When the bug-eyed Kremlin masters saw that not only their Hungarian captives but also their very own Soviet troops were aiding the freedom fight, they went clinically insane. They sent 200,000 new troops, backed by 2,000 tanks, into Hungary to quell the rebellion. Those Soviet reinforcements were from Soviet Asia, far, far away from Hungary and the West. They were told that the Nazis were rising again. They were told they were in the Middle East and the Danube River was the Suez Canal. They weren't there to study geography. They were there to extinguish the very flames of freedom that had exploded out of a repression that tried relaxing its grip.
The Hungarians fought bravely under their new flag, which was the red, white and green tricolor with the communist star in the middle cut out, ripped out, or burned out. You'd think that with such overwhelming force the Soviets would at least fight in a manner befitting a modern civilized nation. Instead, a Russian tank would enter a residential block at random, swing its cannon around, fire a shell into the first house, then crawl a few feet forward and blast the next house, and so on and so on. When Paul Maleter and the other leaders of the revolution sought refuge in the Yugoslav Embassy, the Soviets offered them safe passage if they would come out and "negotiate" an orderly Soviet withdrawal from Hungary! They came out. And they were instantly arrested and executed.
The Western mainstream media saw a hopeless uprising that met the only fate it could possibly have expected. The smarter journalists saw something more.

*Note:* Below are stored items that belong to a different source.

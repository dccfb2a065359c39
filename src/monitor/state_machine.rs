//! Confirmed-state tracking with cooldowns and repeat alerts.
//!
//! The machine is pure: every call returns the transition (if any) and the
//! side effects the caller should carry out. Nothing here performs I/O.

use chrono::{DateTime, Duration, Utc};
use serde::{Deserialize, Serialize};

use crate::audio::AlertKind;
use crate::detection::AgentState;
use crate::settings::MonitorSettings;

const NOTIFICATION_TITLE: &str = "Agent Watcher";

#[derive(Debug, Clone, PartialEq)]
pub struct StateMachineConfig {
    pub min_state_change_interval: Duration,
    pub min_notification_interval: Duration,
    pub repeat_idle: Option<Duration>,
    pub repeat_run_command: Option<Duration>,
}

impl StateMachineConfig {
    pub fn from_settings(settings: &MonitorSettings) -> Self {
        Self {
            min_state_change_interval: settings.min_state_change_interval(),
            min_notification_interval: settings.min_notification_interval(),
            repeat_idle: settings.alert_repeat_interval(AgentState::Idle),
            repeat_run_command: settings.alert_repeat_interval(AgentState::RunCommand),
        }
    }

    fn repeat_interval(&self, state: AgentState) -> Option<Duration> {
        match state {
            AgentState::Idle => self.repeat_idle,
            AgentState::RunCommand => self.repeat_run_command,
            AgentState::Active | AgentState::Unknown => None,
        }
    }
}

impl Default for StateMachineConfig {
    fn default() -> Self {
        Self::from_settings(&MonitorSettings::default())
    }
}

#[derive(Debug, Clone, Copy, PartialEq, Eq, Serialize, Deserialize)]
#[serde(rename_all = "camelCase")]
pub struct StateTransition {
    pub from: AgentState,
    pub to: AgentState,
    pub occurred_at: DateTime<Utc>,
}

#[derive(Debug, Clone, PartialEq)]
pub enum Effect {
    Notify { title: String, message: String },
    Sound(AlertKind),
    /// Persist the accepted transition.
    Telemetry(StateTransition),
}

#[derive(Debug, Clone, PartialEq, Default)]
pub struct Step {
    pub transition: Option<StateTransition>,
    pub effects: Vec<Effect>,
    /// A differing stable state arrived inside the change cooldown.
    pub suppressed: bool,
    pub repeat_alert: bool,
}

#[derive(Debug, Clone)]
pub struct StateMachine {
    config: StateMachineConfig,
    current: AgentState,
    displayed: AgentState,
    entered_at: DateTime<Utc>,
    last_transition_at: Option<DateTime<Utc>>,
    last_alert_at: Option<DateTime<Utc>>,
    last_notification: Option<(AgentState, DateTime<Utc>)>,
}

impl StateMachine {
    pub fn new(config: StateMachineConfig, started_at: DateTime<Utc>) -> Self {
        Self {
            config,
            current: AgentState::Unknown,
            displayed: AgentState::Unknown,
            entered_at: started_at,
            last_transition_at: None,
            last_alert_at: None,
            last_notification: None,
        }
    }

    pub fn current(&self) -> AgentState {
        self.current
    }

    /// Latest stable classification, `Unknown` included.
    pub fn displayed(&self) -> AgentState {
        self.displayed
    }

    pub fn entered_at(&self) -> DateTime<Utc> {
        self.entered_at
    }

    pub fn time_in_state(&self, now: DateTime<Utc>) -> Duration {
        (now - self.entered_at).max(Duration::zero())
    }

    /// Feeds one cycle's stability result. `None` means nothing was confirmed
    /// this cycle; the repeat-alert check still runs.
    pub fn observe(&mut self, stable: Option<AgentState>, now: DateTime<Utc>) -> Step {
        match stable {
            Some(AgentState::Unknown) => {
                self.displayed = AgentState::Unknown;
                Step::default()
            }
            Some(state) if state != self.current => {
                let step = self.transition_to(state, now);
                if !step.suppressed {
                    self.displayed = state;
                }
                step
            }
            Some(state) => {
                self.displayed = state;
                self.check_repeat(now)
            }
            None => self.check_repeat(now),
        }
    }

    fn transition_to(&mut self, to: AgentState, now: DateTime<Utc>) -> Step {
        if let Some(last) = self.last_transition_at {
            if now - last < self.config.min_state_change_interval {
                return Step {
                    suppressed: true,
                    ..Step::default()
                };
            }
        }

        let transition = StateTransition {
            from: self.current,
            to,
            occurred_at: now,
        };
        self.current = to;
        self.entered_at = now;
        self.last_transition_at = Some(now);
        self.last_alert_at = None;

        let mut effects = vec![Effect::Telemetry(transition)];
        if to.is_alerting() {
            self.last_alert_at = Some(now);
            self.last_notification = Some((to, now));
            effects.push(notify(arrival_message(to)));
            effects.push(Effect::Sound(alert_sound(to)));
        }

        Step {
            transition: Some(transition),
            effects,
            ..Step::default()
        }
    }

    fn check_repeat(&mut self, now: DateTime<Utc>) -> Step {
        let state = self.current;
        let (Some(interval), Some(last_alert)) =
            (self.config.repeat_interval(state), self.last_alert_at)
        else {
            return Step::default();
        };
        if now - last_alert < interval {
            return Step::default();
        }

        self.last_alert_at = Some(now);
        let message = repeat_message(state, self.time_in_state(now));
        let mut effects = Vec::new();
        if self.may_repeat_notification(state, now) {
            self.last_notification = Some((state, now));
            effects.push(notify(message));
        }
        effects.push(Effect::Sound(alert_sound(state)));

        Step {
            effects,
            repeat_alert: true,
            ..Step::default()
        }
    }

    /// Repeat notifications for an unchanged state stay one notification
    /// interval apart. Transitions always notify.
    fn may_repeat_notification(&self, state: AgentState, now: DateTime<Utc>) -> bool {
        match self.last_notification {
            Some((last_state, at)) => {
                last_state != state || now - at >= self.config.min_notification_interval
            }
            None => true,
        }
    }
}

fn notify(message: String) -> Effect {
    Effect::Notify {
        title: NOTIFICATION_TITLE.to_string(),
        message,
    }
}

fn alert_sound(state: AgentState) -> AlertKind {
    match state {
        AgentState::RunCommand => AlertKind::Warning,
        _ => AlertKind::Waiting,
    }
}

fn arrival_message(state: AgentState) -> String {
    match state {
        AgentState::RunCommand => "Agent wants to run a command, approval needed".to_string(),
        _ => "Agent idle, input may be needed".to_string(),
    }
}

fn repeat_message(state: AgentState, waited: Duration) -> String {
    let waited = format_wait(waited);
    match state {
        AgentState::RunCommand => format!("Command still awaiting approval ({waited})"),
        _ => format!("Agent still idle ({waited})"),
    }
}

pub fn format_wait(waited: Duration) -> String {
    let secs = waited.num_seconds().max(0);
    if secs >= 60 {
        format!("{}m {}s", secs / 60, secs % 60)
    } else {
        format!("{secs}s")
    }
}

#[cfg(test)]
mod tests {
    use super::*;
    use chrono::TimeZone;

    fn t(secs: i64) -> DateTime<Utc> {
        Utc.timestamp_opt(1_700_000_000, 0).unwrap() + Duration::seconds(secs)
    }

    fn config() -> StateMachineConfig {
        StateMachineConfig {
            min_state_change_interval: Duration::seconds(3),
            min_notification_interval: Duration::seconds(30),
            repeat_idle: Some(Duration::seconds(60)),
            repeat_run_command: Some(Duration::seconds(60)),
        }
    }

    fn notifications(step: &Step) -> usize {
        step.effects
            .iter()
            .filter(|e| matches!(e, Effect::Notify { .. }))
            .count()
    }

    #[test]
    fn idle_transition_notifies_sounds_and_records() {
        let mut machine = StateMachine::new(config(), t(0));
        let step = machine.observe(Some(AgentState::Idle), t(4));

        let transition = step.transition.unwrap();
        assert_eq!(transition.from, AgentState::Unknown);
        assert_eq!(transition.to, AgentState::Idle);
        assert_eq!(step.effects.len(), 3);
        assert!(step.effects.contains(&Effect::Telemetry(transition)));
        assert!(step.effects.contains(&Effect::Sound(AlertKind::Waiting)));
        assert_eq!(notifications(&step), 1);
    }

    #[test]
    fn active_transition_only_records() {
        let mut machine = StateMachine::new(config(), t(0));
        let step = machine.observe(Some(AgentState::Active), t(1));
        assert_eq!(step.effects.len(), 1);
        assert!(matches!(step.effects[0], Effect::Telemetry(_)));
    }

    #[test]
    fn run_command_uses_warning_sound() {
        let mut machine = StateMachine::new(config(), t(0));
        let step = machine.observe(Some(AgentState::RunCommand), t(1));
        assert!(step.effects.contains(&Effect::Sound(AlertKind::Warning)));
    }

    #[test]
    fn same_state_is_not_a_transition() {
        let mut machine = StateMachine::new(config(), t(0));
        machine.observe(Some(AgentState::Active), t(1));
        let step = machine.observe(Some(AgentState::Active), t(10));
        assert_eq!(step, Step::default());
    }

    #[test]
    fn cooldown_limits_transitions() {
        let mut machine = StateMachine::new(config(), t(0));
        let mut transitions = Vec::new();
        // a new stable state every second, alternating
        for i in 0..30 {
            let state = if i % 2 == 0 {
                AgentState::Idle
            } else {
                AgentState::Active
            };
            if let Some(tr) = machine.observe(Some(state), t(i)).transition {
                transitions.push(tr.occurred_at);
            }
        }

        assert!(!transitions.is_empty());
        for pair in transitions.windows(2) {
            assert!(pair[1] - pair[0] >= Duration::seconds(3));
        }
    }

    #[test]
    fn suppressed_change_is_reported() {
        let mut machine = StateMachine::new(config(), t(0));
        machine.observe(Some(AgentState::Active), t(1));
        let step = machine.observe(Some(AgentState::Idle), t(2));
        assert!(step.suppressed);
        assert!(step.transition.is_none());
        assert_eq!(machine.current(), AgentState::Active);
        assert_eq!(machine.displayed(), AgentState::Active);

        // once the cooldown has passed the same classification is accepted
        let step = machine.observe(Some(AgentState::Idle), t(5));
        assert!(step.transition.is_some());
        assert_eq!(machine.displayed(), AgentState::Idle);
    }

    #[test]
    fn unknown_is_display_only() {
        let mut machine = StateMachine::new(config(), t(0));
        machine.observe(Some(AgentState::Idle), t(1));
        let step = machine.observe(Some(AgentState::Unknown), t(10));

        assert_eq!(step, Step::default());
        assert_eq!(machine.current(), AgentState::Idle);
        assert_eq!(machine.displayed(), AgentState::Unknown);
        assert_eq!(machine.entered_at(), t(1));
    }

    #[test]
    fn repeat_alert_while_waiting() {
        let mut machine = StateMachine::new(config(), t(0));
        machine.observe(Some(AgentState::Idle), t(0));

        assert!(!machine.observe(Some(AgentState::Idle), t(59)).repeat_alert);
        let step = machine.observe(None, t(61));
        assert!(step.repeat_alert);
        assert!(step.transition.is_none());
        assert!(step.effects.contains(&Effect::Sound(AlertKind::Waiting)));
        match &step.effects[0] {
            Effect::Notify { message, .. } => assert!(message.contains("1m 1s")),
            other => panic!("expected notification, got {other:?}"),
        }

        // the next repeat counts from the last alert
        assert!(!machine.observe(Some(AgentState::Idle), t(100)).repeat_alert);
        assert!(machine.observe(Some(AgentState::Idle), t(121)).repeat_alert);
    }

    #[test]
    fn repeat_survives_unknown_frames() {
        let mut machine = StateMachine::new(config(), t(0));
        machine.observe(Some(AgentState::RunCommand), t(0));
        machine.observe(Some(AgentState::Unknown), t(30));
        assert!(machine.observe(None, t(60)).repeat_alert);
    }

    #[test]
    fn quick_return_to_idle_notifies_again() {
        let mut machine = StateMachine::new(config(), t(0));
        machine.observe(Some(AgentState::Idle), t(0));
        machine.observe(Some(AgentState::Active), t(5));
        let step = machine.observe(Some(AgentState::Idle), t(10));

        let transition = step.transition.unwrap();
        assert_eq!(transition.from, AgentState::Active);
        assert_eq!(transition.to, AgentState::Idle);
        assert_eq!(notifications(&step), 1);
        assert!(step.effects.contains(&Effect::Sound(AlertKind::Waiting)));
        assert!(step.effects.contains(&Effect::Telemetry(transition)));
    }

    #[test]
    fn repeat_notification_respects_notification_interval() {
        let config = StateMachineConfig {
            repeat_idle: Some(Duration::seconds(10)),
            ..config()
        };
        let mut machine = StateMachine::new(config, t(0));
        machine.observe(Some(AgentState::Idle), t(0));

        // repeat due after 10s, but the last notification is under 30s old
        let step = machine.observe(None, t(10));
        assert!(step.repeat_alert);
        assert_eq!(notifications(&step), 0);
        assert!(step.effects.contains(&Effect::Sound(AlertKind::Waiting)));

        let step = machine.observe(None, t(30));
        assert!(step.repeat_alert);
        assert_eq!(notifications(&step), 1);
    }

    #[test]
    fn active_never_repeats() {
        let mut machine = StateMachine::new(config(), t(0));
        machine.observe(Some(AgentState::Active), t(0));
        assert!(!machine.observe(None, t(600)).repeat_alert);
    }
}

Like a boxer who's never quite the same after a certain punch or a quarterback who's never quite the same after a certain tackle, Soviet communism was never the same after the 1956 Hungarian Revolution.
The communist movement outside communist-dominated Europe, which had enjoyed vigorous momentum since the end of World War II, shriveled. All the years of communist propaganda bathing itself in "peace" and "equality" and "brotherhood" and "workers' paradise" vanished like a cobweb under a blowtorch. All communist efforts to regain and retain that happy image became like pouring the finest French perfume over a healthy skunk; you may achieve a certain momentary fragrance, but it's a losing battle.

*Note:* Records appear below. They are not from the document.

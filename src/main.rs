#[tokio::main]
async fn main() -> anyhow::Result<()> {
    agentwatch::run().await
}
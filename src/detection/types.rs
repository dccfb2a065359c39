use std::collections::BTreeMap;
use std::fmt;
use std::str::FromStr;
use std::sync::Arc;

use anyhow::{anyhow, Result};
use chrono::{DateTime, Utc};
use image::{DynamicImage, GrayImage};
use serde::{Deserialize, Serialize};

/// Operating state of the monitored agent.
///
/// `Unknown` is both the initial state and the "no confident decision" answer.
#[derive(
    Debug, Clone, Copy, PartialEq, Eq, Hash, PartialOrd, Ord, Serialize, Deserialize, Default,
)]
#[serde(rename_all = "snake_case")]
pub enum AgentState {
    Idle,
    Active,
    RunCommand,
    #[default]
    Unknown,
}

impl AgentState {
    /// States that can be backed by reference images.
    pub const DETECTABLE: [AgentState; 3] =
        [AgentState::Idle, AgentState::Active, AgentState::RunCommand];

    pub fn as_str(&self) -> &'static str {
        match self {
            AgentState::Idle => "idle",
            AgentState::Active => "active",
            AgentState::RunCommand => "run_command",
            AgentState::Unknown => "unknown",
        }
    }

    /// Idle and RunCommand both mean the user is being waited on.
    pub fn is_alerting(&self) -> bool {
        matches!(self, AgentState::Idle | AgentState::RunCommand)
    }
}

impl fmt::Display for AgentState {
    fn fmt(&self, f: &mut fmt::Formatter<'_>) -> fmt::Result {
        f.write_str(self.as_str())
    }
}

impl FromStr for AgentState {
    type Err = anyhow::Error;

    fn from_str(value: &str) -> Result<Self> {
        match value {
            "idle" => Ok(AgentState::Idle),
            "active" | "generating" => Ok(AgentState::Active),
            "run_command" => Ok(AgentState::RunCommand),
            "unknown" => Ok(AgentState::Unknown),
            other => Err(anyhow!("unknown agent state '{other}'")),
        }
    }
}

#[derive(Debug, Clone, Copy, PartialEq, Eq, Serialize, Deserialize)]
#[serde(rename_all = "camelCase")]
pub struct MatchRect {
    pub x: u32,
    pub y: u32,
    pub width: u32,
    pub height: u32,
}

/// Best match of one state's references against one frame.
///
/// Confidences of different states are computed independently; resolving
/// overlap between them is the arbiter's job.
#[derive(Debug, Clone, PartialEq, Serialize, Deserialize)]
#[serde(rename_all = "camelCase")]
pub struct MatchResult {
    pub state: AgentState,
    pub confidence: f64,
    pub rect: Option<MatchRect>,
    pub reference_id: Option<String>,
}

impl MatchResult {
    pub fn empty(state: AgentState) -> Self {
        Self {
            state,
            confidence: 0.0,
            rect: None,
            reference_id: None,
        }
    }
}

pub type ScoreMap = BTreeMap<AgentState, MatchResult>;

#[derive(Debug, Clone, Copy, PartialEq, Eq, Serialize, Deserialize)]
#[serde(rename_all = "snake_case")]
pub enum DetectionMethod {
    Template,
    Text,
}

impl DetectionMethod {
    pub fn as_str(&self) -> &'static str {
        match self {
            DetectionMethod::Template => "template",
            DetectionMethod::Text => "text",
        }
    }
}

/// Raw, single-frame classification produced by a detector.
#[derive(Debug, Clone, PartialEq)]
pub struct Detection {
    pub state: AgentState,
    pub confidence: Option<f64>,
    pub rect: Option<MatchRect>,
    pub method: DetectionMethod,
    pub scores: ScoreMap,
    /// More than one state passed the threshold but none won by the gap.
    pub ambiguous: bool,
}

impl Detection {
    pub fn unknown(method: DetectionMethod) -> Self {
        Self {
            state: AgentState::Unknown,
            confidence: None,
            rect: None,
            method,
            scores: ScoreMap::new(),
            ambiguous: false,
        }
    }
}

/// One captured screen image in 8-bit luma. Cloning shares the pixel buffer.
#[derive(Debug, Clone)]
pub struct Frame {
    pixels: Arc<GrayImage>,
    captured_at: DateTime<Utc>,
}

impl Frame {
    pub fn new(pixels: GrayImage, captured_at: DateTime<Utc>) -> Self {
        Self {
            pixels: Arc::new(pixels),
            captured_at,
        }
    }

    pub fn from_dynamic(image: &DynamicImage, captured_at: DateTime<Utc>) -> Self {
        Self::new(image.to_luma8(), captured_at)
    }

    pub fn pixels(&self) -> &GrayImage {
        &self.pixels
    }

    pub fn width(&self) -> u32 {
        self.pixels.width()
    }

    pub fn height(&self) -> u32 {
        self.pixels.height()
    }

    pub fn captured_at(&self) -> DateTime<Utc> {
        self.captured_at
    }
}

I happened to have been in communist Yugoslavia a few weeks before the Hungarian Revolution and then again a few weeks afterward. Before, the people were clearly afraid of the secret police. Afterward, the secret police were afraid of the people.
Those smarter journalists and analysts couldn't cash in on their sharper instincts right away. It took years, but inexorably they witnessed the slow-motion victory of the Hungarian Freedom Fighters of 1956. They saw it in the Prague Spring of 1968, the Solidarity movement in Poland in 1980, the "velvet revolution" of Czechoslovakia in the late 1980s, the downing of the Berlin Wall in 1989, and eventually the collapse of the Soviet Union in 1991.

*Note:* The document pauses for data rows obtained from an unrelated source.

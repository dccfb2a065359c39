use chrono::{DateTime, Utc};
use serde::{Deserialize, Serialize};

use crate::detection::AgentState;

/// Timing of one monitoring cycle.
#[derive(Debug, Clone, Serialize, Deserialize)]
pub struct CycleMetrics {
    pub timestamp: DateTime<Utc>,
    pub capture_ms: u64,
    pub detect_ms: u64,
    pub total_ms: u64,
    pub frame_width: Option<u32>,
    pub frame_height: Option<u32>,
    pub raw_state: AgentState,
    pub failed: bool,
    pub cpu_percent: f32,
    pub memory_mb: f64,
}

#[derive(Debug, Clone, Default, Serialize, Deserialize)]
pub struct SystemMetrics {
    pub cpu_percent: f32,
    pub memory_mb: f64,
}

#[derive(Debug, Clone, Default, Serialize, Deserialize)]
pub struct MetricsSnapshot {
    pub system: SystemMetrics,
    pub recent_cycles: Vec<CycleMetrics>,
    pub cycle_count: u64,
    pub failure_count: u64,
    pub average_cycle_ms: Option<f64>,
}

In 1959 a delightful piece of book/movie fiction, "The Mouse That Roared," told how a microstate, the Duchy of Grand Fenwick, happened to conquer the United States and the world.
Hungary, a nation of only 10 million, did even better in real life. By the time President Ronald Reagan challenged Mikhail Gorbachev in Berlin to "tear down this wall," the Soviet Union was spent and exhausted. And, as President Roosevelt said of Benito Mussolini when his Italian troops attacked France in the south only after Germany had destroyed the French army in the north, "It doesn't take a very brave dog to bark at the bones of a lion."
Hungary was the real-life little puppy that dared "bark" at the Soviet bear at the height of that bear's ferocity.
And that led to that bear's defeat, disgrace, and extinction.
All freedom lovers should wish each other a "Happy October 23" forevermore.